On the Osa
by Anne Whitehouse
Into the forest, we follow a river
up to a waterfall. Slowly twirling,
green and yellow, leaves fall
in the heavy air, and from on high
a toucan trills thrillingly.
Perched on a dead branch,
backlit by the sky,
we glimpse the bird in profile.
Spider monkeys noisily eat
berries by the handful,
dropping refuse on the ground,
and everywhere the emphasis on color—
a lizard called silvana with a stripe
of neon green down its back,
river crayfish with claws of deep blue,
but surely there is nothing bluer
than the blue Morphos butterflies
seeking refuge in the cool shade
that hovers above the river,
their fluttering wings like scraps of sky.
After noon, stillness shimmers.
Scarlet Macaws fly up and down in pairs,
tracing vees side by side,
long feathery tails curving gracefully.
Like the heat, their harsh cries are an assault.
The Kingfisher hides in the shadows of the lagoon;
Cherrie’s Tanagers flit in the jacaranda.
Rocky ledges and loose stones
magnify the echo of the crashing surf.
I float in the warm waters of the Golfo Dulce
where the tide ripples onto a beach,
almost asleep, as in a bath.
Dreaming of ice, waiting for nightfall,
I run across the burning sand.
I met a woman in flight from her previous life,
foreigner to this tropical coast,
younger than I but no longer young.
The connection we shared
was not quite friendship.
Bare-footed, in her orange caftan,
she sang to her warped guitar,
Listen to the rain, change your mind and dreams.

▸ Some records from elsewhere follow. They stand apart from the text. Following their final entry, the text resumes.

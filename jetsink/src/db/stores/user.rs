// SPDX-License-Identifier: AGPL-3.0-or-later

use sqlx::{query, query_as, AnyConnection};

use crate::db::errors::SqlStoreError;
use crate::db::models::UserRow;
use crate::db::SqlStore;

/// Applies an identity change: insert the actor or update handle and status.
///
/// The update is gated on `last_seq` so that a redelivered or late event can
/// never overwrite newer state (last-writer-wins by sequence, not by arrival
/// order). A gated-out update affects zero rows which is a regular outcome,
/// not an error.
pub(crate) async fn upsert_identity(
    conn: &mut AnyConnection,
    actor_id: &str,
    handle: &str,
    seq: i64,
    source_timestamp: Option<&str>,
) -> Result<(), SqlStoreError> {
    query(
        "
        INSERT INTO
            users (
                actor_id,
                handle,
                active,
                last_seq,
                source_timestamp
            )
        VALUES
            ($1, $2, $3, $4, $5)
        ON CONFLICT (actor_id) DO UPDATE SET
            handle = excluded.handle,
            active = excluded.active,
            last_seq = excluded.last_seq,
            source_timestamp = excluded.source_timestamp
        WHERE
            users.last_seq < excluded.last_seq
        ",
    )
    .bind(actor_id)
    .bind(handle)
    .bind(true)
    .bind(seq)
    .bind(source_timestamp)
    .execute(&mut *conn)
    .await?;

    Ok(())
}

/// Applies an account status change, sequence-gated like `upsert_identity`.
///
/// The handle is only used when the actor has never been seen before; an
/// existing row keeps its current handle.
pub(crate) async fn upsert_account(
    conn: &mut AnyConnection,
    actor_id: &str,
    placeholder_handle: &str,
    active: bool,
    seq: i64,
    source_timestamp: Option<&str>,
) -> Result<(), SqlStoreError> {
    query(
        "
        INSERT INTO
            users (
                actor_id,
                handle,
                active,
                last_seq,
                source_timestamp
            )
        VALUES
            ($1, $2, $3, $4, $5)
        ON CONFLICT (actor_id) DO UPDATE SET
            active = excluded.active,
            last_seq = excluded.last_seq,
            source_timestamp = excluded.source_timestamp
        WHERE
            users.last_seq < excluded.last_seq
        ",
    )
    .bind(actor_id)
    .bind(placeholder_handle)
    .bind(active)
    .bind(seq)
    .bind(source_timestamp)
    .execute(&mut *conn)
    .await?;

    Ok(())
}

/// Makes sure a row for this actor exists so that posts can reference it.
///
/// Inserts a placeholder with sequence zero which any later account or
/// identity event overwrites. A no-op when the actor is already known.
pub(crate) async fn ensure_exists(
    conn: &mut AnyConnection,
    actor_id: &str,
    placeholder_handle: &str,
) -> Result<(), SqlStoreError> {
    query(
        "
        INSERT INTO
            users (
                actor_id,
                handle,
                active,
                last_seq
            )
        VALUES
            ($1, $2, $3, $4)
        ON CONFLICT (actor_id) DO NOTHING
        ",
    )
    .bind(actor_id)
    .bind(placeholder_handle)
    .bind(true)
    .bind(0_i64)
    .execute(&mut *conn)
    .await?;

    Ok(())
}

impl SqlStore {
    /// Get a user from the database by its actor id.
    pub async fn get_user(&self, actor_id: &str) -> Result<Option<UserRow>, SqlStoreError> {
        let user = query_as::<_, UserRow>(
            "
            SELECT
                actor_id,
                handle,
                active,
                last_seq,
                source_timestamp
            FROM
                users
            WHERE
                actor_id = $1
            ",
        )
        .bind(actor_id)
        .fetch_optional(&self.pool)
        .await?;

        Ok(user)
    }
}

Eat saucy things with your fingers,
share star fruit and sacred space.
I was born in New York
and grew up all over the world,
inflicted with a permanent sense
of wanderlust. In my city nights,
I shut down bars at the open mike.
Now I wake with howler monkeys
and go to sleep when darkness falls.
From her list of rhymeless words
that have crept into her songs:
Wolf, wasp, almond, rhythm,
Silver, angel, walrus, month,
purple, orange, bulb, music,
PHOTO: Scarlet macaw, Osa Peninsula, Costa Rica. Photo by Bob Hilscher, used by permission.
NOTE: The Osa Peninsula is located in southwestern Costa Rica, with the Pacific Ocean to the west and the Golfo Dulce to the east. The peninsula is home to at least half of all species living in Costa Rica. The main town on the peninsula is Puerto Jimenez provides access to Corcovado National Park, which National Geographic has called “the most biologically intense place on Earth in terms of biodiversity.”
PHOTO: Mantled howler monkeys, Corcovado National Park, Osa Peninsula, Costa Rica. Photo by hotshotsworldwide, used by permission.
NOTE FROM THE AUTHOR: “On the Osa” was inspired by a trip four years ago to the Osa peninsula of Costa Rica.